The college now serves an average of 11,600 students per quarter, with as many 20,000 students taking classes in a year. That includes 850 students who are enrolled in the college’s Running Start program, which allows high school juniors and seniors to take college-level classes tuition free and earn dual high school and college credit.
Edmonds Community College was formally dedicated 49 years ago, on Sept. 7, 1967. On Friday, Sept. 16, the school officially launches a yearlong celebration of 50 years in the community with festivities at Triton Field. Starting at 4 p.m. that day, there will be live music, food from local food trucks and drinks from a no-host beer and wine garden — and everyone in the community is invited.
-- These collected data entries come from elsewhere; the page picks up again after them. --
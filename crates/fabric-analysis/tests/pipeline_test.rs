//! End-to-end tests: snapshot in, report out.

use fabric_analysis::checks::CheckRegistry;
use fabric_analysis::reporters::{available_formats, create_reporter, Reporter};
use fabric_analysis::reporters::json::JsonReporter;
use fabric_analysis::reporters::console::ConsoleReporter;
use fabric_analysis::{HealthAnalyzer, HealthStatus, KnowledgeBase};
use fabric_core::config::{AnalysisConfig, FabricConfig, InsightConfig};
use fabric_core::errors::ReportError;
use fabric_core::types::{Row, Severity, Snapshot};

const SNAPSHOT_JSON: &str = r#"{
    "categories": {
        "cable": {
            "rows": [
                {"Node Name": "leaf-01", "NodeGUID": "0x1", "PortNumber": 1, "Temperature": 85},
                {"Node Name": "leaf-02", "NodeGUID": "0x2", "PortNumber": 1, "Temperature": 45}
            ]
        },
        "congestion": [
            {"Node Name": "spine-01", "WaitRatioPct": 0.5, "XmitCongestionPct": 0.2}
        ],
        "fan": [
            {"Node Name": "leaf-01", "FanSpeed": 3000, "MinSpeed": 4000}
        ],
        "mystery_table": [
            {"anything": 1}
        ]
    },
    "summaries": {
        "routing": {"unreachable_destinations": 0, "long_paths": 2, "total_paths": 900}
    }
}"#;

fn snapshot() -> Snapshot {
    Snapshot::from_json(SNAPSHOT_JSON).unwrap()
}

/// A mixed snapshot produces a complete report.
#[test]
fn test_end_to_end_report() {
    let kb = KnowledgeBase::new();
    let analyzer = HealthAnalyzer::new(&FabricConfig::default(), &kb);
    let report = analyzer.analyze(&snapshot());

    let cable = report.check("cable").unwrap();
    assert_eq!(cable.critical(), 1);
    assert_eq!(cable.total_rows, 2);
    assert_eq!(report.check("congestion").unwrap().status, Severity::Ok);
    assert_eq!(report.check("fan").unwrap().critical(), 1);

    let routing = report.check("routing").unwrap();
    assert_eq!(routing.warning(), 2);
    assert_eq!(routing.total_rows, 0);

    // Two critical, two warnings: 100 - 20 - 6.
    assert_eq!(report.health.score, 74);
    assert_eq!(report.health.status, HealthStatus::Warning);
    assert_eq!(report.health.issues.len(), 3);
    assert_eq!(report.health.issues[0].severity, Severity::Critical);

    assert_eq!(report.unrecognized_categories, ["mystery_table"]);
    assert!(!report.action_plan.is_empty());
    assert_eq!(report.action_plan[0].priority, 1);
    assert_eq!(report.checks.len(), CheckRegistry::builtin().len());
}

/// Summary-only checks contribute no insights.
#[test]
fn test_insights_only_for_checks_with_rows() {
    let kb = KnowledgeBase::new();
    let config = FabricConfig {
        insights: InsightConfig { top_n: Some(1) },
        ..FabricConfig::default()
    };
    let report = HealthAnalyzer::new(&config, &kb).analyze(&snapshot());
    let ids: Vec<&str> = report.insights.iter().map(|i| i.check_id).collect();
    assert_eq!(ids, ["cable", "fan", "congestion"]);
    let cable = &report.insights[0];
    assert_eq!(cable.items.len(), 1);
    assert_eq!(cable.items[0].node_name.as_deref(), Some("leaf-01"));
}

/// An empty snapshot is healthy with an empty plan.
#[test]
fn test_empty_snapshot_is_healthy() {
    let kb = KnowledgeBase::new();
    let report = HealthAnalyzer::new(&FabricConfig::default(), &kb).analyze(&Snapshot::new());
    assert_eq!(report.health.score, 100);
    assert!(report.health.is_healthy());
    assert!(report.health.issues.is_empty());
    assert!(report.action_plan.is_empty());
    assert!(report.insights.is_empty());
    assert!(report.unrecognized_categories.is_empty());
}

/// Categories of disabled checks are not reported as unrecognized.
#[test]
fn test_disabled_check_is_not_unrecognized() {
    let kb = KnowledgeBase::new();
    let config = FabricConfig {
        analysis: AnalysisConfig {
            disabled_checks: vec!["fan".to_string()],
            ..AnalysisConfig::default()
        },
        ..FabricConfig::default()
    };
    let report = HealthAnalyzer::new(&config, &kb).analyze(&snapshot());
    assert!(report.check("fan").is_none());
    assert_eq!(report.unrecognized_categories, ["mystery_table"]);
    assert_eq!(report.health.totals.critical, 1);
}

/// Config thresholds change the verdict for the same data.
#[test]
fn test_threshold_override_changes_verdict() {
    let kb = KnowledgeBase::new();
    let config = FabricConfig {
        analysis: AnalysisConfig {
            threshold_overrides: [("cable.temperature.critical".to_string(), 90.0)].into(),
            ..AnalysisConfig::default()
        },
        ..FabricConfig::default()
    };
    let report = HealthAnalyzer::new(&config, &kb).analyze(&snapshot());
    let cable = report.check("cable").unwrap();
    assert_eq!(cable.critical(), 0);
    assert_eq!(cable.warning(), 1);
}

/// Analyzers accept a caller-built registry.
#[test]
fn test_custom_registry() {
    let kb = KnowledgeBase::new();
    let registry = CheckRegistry::new(
        CheckRegistry::builtin()
            .checks()
            .iter()
            .filter(|c| c.id == "cable")
            .cloned()
            .collect(),
    );
    let analyzer = HealthAnalyzer::new(&FabricConfig::default(), &kb).with_registry(registry);
    let snapshot = Snapshot::new().with_rows("cable", [Row::new("cable").with("Temperature", 85)]);
    let report = analyzer.analyze(&snapshot);
    assert_eq!(report.checks.len(), 1);
    assert_eq!(report.health.groups.len(), 1);
    assert_eq!(report.health.score, 90);
}

/// Rendering the same report twice gives the same JSON.
#[test]
fn test_json_report_is_idempotent() {
    let kb = KnowledgeBase::new();
    let analyzer = HealthAnalyzer::new(&FabricConfig::default(), &kb);
    let reporter = JsonReporter::default();
    let first = reporter.generate(&analyzer.analyze(&snapshot())).unwrap();
    let second = reporter.generate(&analyzer.analyze(&snapshot())).unwrap();
    assert_eq!(first, second);

    let value: serde_json::Value = serde_json::from_str(&first).unwrap();
    assert_eq!(value["health"]["score"], 74);
    assert_eq!(value["health"]["status"], "warning");
    assert_eq!(value["health"]["grade"], "C");
}

/// Plain console output has the score line, the plan and no ANSI codes.
#[test]
fn test_console_report() {
    let kb = KnowledgeBase::new();
    let report = HealthAnalyzer::new(&FabricConfig::default(), &kb).analyze(&snapshot());
    let text = ConsoleReporter::new(false).generate(&report).unwrap();
    assert!(text.contains("Score 74 / 100  grade C  warning"));
    assert!(text.contains("Cables & Optics"));
    assert!(text.contains("[leaf-01:1]"));
    assert!(text.contains("Action plan"));
    assert!(text.contains("Unrecognized categories: mystery_table"));
    assert!(!text.contains("\x1b["));
}

/// The factory knows every format and rejects others.
#[test]
fn test_reporter_factory() {
    for format in available_formats() {
        let reporter = create_reporter(format).unwrap();
        assert_eq!(reporter.name(), *format);
    }
    assert!(matches!(
        create_reporter("xml"),
        Err(ReportError::UnknownFormat(ref f)) if f == "xml"
    ));
}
Appropriately, the master of ceremonies for the Sept. 16 celebration is Don Wick, EdCC’s first elected student body president. Now retired, Wick served as executive director of the Skagit County Economic Development Association. In 2002, the Edmonds Community College Foundation named him a Distinguished Alumni.
The college offered its first classes in leased space at the former Woodway High School, and portable buildings also housed classrooms on college property while the school was being built on the former site of the U.S. Army’s Northwest Relay and Radio Receiving Station. The radio station, constructed in 1930, was operated by the U.S. Army and the Alaska Communication System to provide service to Alaska during World War II.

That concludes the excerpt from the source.